29 January 2024, Luang Prabang, Lao PDR

  1. The ASEAN Foreign Ministers’ Retreat (AMM Retreat) under the Chairmanship of H.E. Mr. Saleumxay KOMMASITH, Deputy Prime Minister, Minister of Foreign Affairs of the Lao PDR was convened on 29 January 2024, in Luang Prabang, Lao PDR to kick off the Lao PDR’s Chairmanship of ASEAN 2024, under the theme “ASEAN: Enhancing Connectivity and Resilience.” The AMM Retreat was also attended by Foreign Minister of Timor-Leste as Observer.
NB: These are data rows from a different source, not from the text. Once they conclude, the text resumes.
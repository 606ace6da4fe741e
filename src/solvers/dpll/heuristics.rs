//! Branching heuristics for the DPLL family.
//!
//! Each heuristic maps an instance to a single literal. The solver will
//! first try to make that literal true, then the opposite:
//!
//! - returning `3` tries `x3 := true` first, then `x3 := false`;
//! - returning `-4` tries `x4 := false` first, then `x4 := true`.
//!
//! Ties are broken deterministically towards the smallest variable index,
//! preferring the positive polarity. The exception is RDLCS, which picks the
//! polarity of the chosen variable from an injected PRNG. Every heuristic expects an
//! instance with at least one non-empty clause; the solvers guarantee this
//! by handling terminal cases first.
//!
//! Reference: Schöning, p. 80 f.

use crate::instance::Instance;
use ordered_float::OrderedFloat;
use rand::Rng;
use rand::RngExt;
use std::cmp::Reverse;
use std::collections::BTreeMap;

/// Occurrence count per literal.
fn literal_counts(instance: &Instance) -> BTreeMap<i32, usize> {
    let mut counts = BTreeMap::new();
    for clause in instance.clauses() {
        for &lit in &clause.literals {
            *counts.entry(lit).or_insert(0) += 1;
        }
    }
    counts
}

/// Among literals sharing the best score, the smallest variable wins and the
/// positive polarity is preferred.
fn break_tie(candidates: impl IntoIterator<Item = i32>) -> i32 {
    candidates
        .into_iter()
        .min_by_key(|&lit| (lit.abs(), lit < 0))
        .expect("tie-break over empty candidate set")
}

/// Dynamic Largest Individual Sum: the literal with the most occurrences.
pub fn dlis(instance: &Instance) -> i32 {
    let counts = literal_counts(instance);
    let best = counts.values().copied().max().unwrap_or(0);
    break_tie(
        counts
            .iter()
            .filter(|&(_, &count)| count == best)
            .map(|(&lit, _)| lit),
    )
}

/// Dynamic Largest Clause Sum: the variable with the most occurrences over
/// both polarities, returned in its more frequent polarity.
pub fn dlcs(instance: &Instance) -> i32 {
    let counts = literal_counts(instance);
    let occurrences =
        |lit: i32| -> usize { counts.get(&lit).copied().unwrap_or(0) };

    let variable = instance
        .all_variables()
        .into_iter()
        .max_by_key(|&v| (occurrences(v) + occurrences(-v), Reverse(v)))
        .expect("instance has at least one variable");

    if occurrences(variable) >= occurrences(-variable) {
        variable
    } else {
        -variable
    }
}

/// Random DLCS: variable selection as in [`dlcs`], polarity drawn uniformly
/// from the given PRNG.
pub fn rdlcs<R: Rng>(rng: &mut R) -> impl FnMut(&Instance) -> i32 + '_ {
    move |instance| {
        let variable = dlcs(instance).abs();
        if rng.random_bool(0.5) {
            variable
        } else {
            -variable
        }
    }
}

/// Maximum Occurrences in clauses of Minimum size: among the variables most
/// frequent in the shortest clauses, pick the one whose positive and
/// negative occurrence counts are most balanced. Always returns the positive
/// literal.
pub fn mom(instance: &Instance) -> i32 {
    let k = instance
        .shortest_clause_length()
        .expect("instance has at least one clause");
    let mut counts: BTreeMap<i32, usize> = BTreeMap::new();
    for clause in instance.clauses().iter().filter(|clause| clause.len() == k) {
        for &lit in &clause.literals {
            *counts.entry(lit).or_insert(0) += 1;
        }
    }
    let occurrences =
        |lit: i32| -> usize { counts.get(&lit).copied().unwrap_or(0) };

    let variables = instance.all_variables();
    let best = variables
        .iter()
        .map(|&v| occurrences(v) + occurrences(-v))
        .max()
        .expect("instance has at least one variable");

    variables
        .into_iter()
        .filter(|&v| occurrences(v) + occurrences(-v) == best)
        .max_by_key(|&v| (occurrences(v) * occurrences(-v), Reverse(v)))
        .expect("candidate set is non-empty")
}

/// Score each literal by `Σ 2^(-|c|)` over the clauses containing it.
fn jeroslaw_wang_scores(instance: &Instance) -> BTreeMap<i32, f64> {
    let mut scores = BTreeMap::new();
    for clause in instance.clauses() {
        let weight = 2f64.powi(-(clause.len() as i32));
        for &lit in &clause.literals {
            *scores.entry(lit).or_insert(0.0) += weight;
        }
    }
    scores
}

/// Jeroslaw–Wang: the literal with the highest `Σ 2^(-|c|)` score.
pub fn jeroslaw_wang(instance: &Instance) -> i32 {
    let scores = jeroslaw_wang_scores(instance);
    let best = scores
        .values()
        .copied()
        .map(OrderedFloat)
        .max()
        .expect("instance has at least one literal");
    break_tie(
        scores
            .iter()
            .filter(|&(_, &score)| OrderedFloat(score) == best)
            .map(|(&lit, _)| lit),
    )
}

/// Two-sided Jeroslaw–Wang: the variable with the highest combined score of
/// both polarities, returned in the polarity scoring higher.
pub fn jeroslaw_wang_two_sided(instance: &Instance) -> i32 {
    let scores = jeroslaw_wang_scores(instance);
    let score = |lit: i32| -> f64 { scores.get(&lit).copied().unwrap_or(0.0) };

    let variable = instance
        .all_variables()
        .into_iter()
        .max_by_key(|&v| (OrderedFloat(score(v) + score(-v)), Reverse(v)))
        .expect("instance has at least one variable");

    if score(variable) >= score(-variable) {
        variable
    } else {
        -variable
    }
}

/// The first literal of the first shortest clause.
pub fn shortest_clause(instance: &Instance) -> i32 {
    let k = instance
        .shortest_clause_length()
        .expect("instance has at least one clause");
    instance
        .clauses()
        .iter()
        .find(|clause| clause.len() == k)
        .expect("some clause has the minimum length")
        .literals[0]
}

#[cfg(test)]
#[path = "../../unit_tests/solvers/dpll/heuristics.rs"]
mod tests;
  2. We had in-depth discussions on the implementation of the ASEAN Community Vision 2025 and priorities for the Lao PDR’s ASEAN Chairmanship2024, and on concrete and sustainable ways to further strengthen the ASEAN Community, ASEAN unity, Centrality, and resilience amidst regional and global challenges. We also exchanged views on ASEAN’s external relations and recent regional and international developments of common interest and concern. We reaffirmed ASEAN’s key principles, as well as reiterated the importance of shared values and norms, as enshrined in the ASEAN Charter and other key fundamental instruments of ASEAN.
  3. We reiterated our strong commitment to upholding regionalism and multilateralism and emphasised the importance of adhering to key principles, shared values and norms enshrined in the UN Charter, the ASEAN Charter, the Declaration on Zone of Peace, Freedom and Neutrality, the Treaty of Amity and Cooperation in Southeast Asia (TAC), the 1982 United Nations Convention on the Law of the Sea (UNCLOS), the Treaty on the Southeast Asia Nuclear Weapon-Free Zone (SEANWFZ), the 2011 Declaration on the East Asia Summit on the Principles for Mutually Beneficial Relations and the ASEAN Outlook on the Indo-Pacific (AOIP).
  4. We reaffirmed our shared commitment to maintaining and promoting peace, security, and stability in the region, as well as to the peaceful resolution of disputes, including full respect for legal and diplomatic processes, without resorting to the threat or use of force, in accordance with the universally recognised principles of international law, including the 1982 UNCLOS.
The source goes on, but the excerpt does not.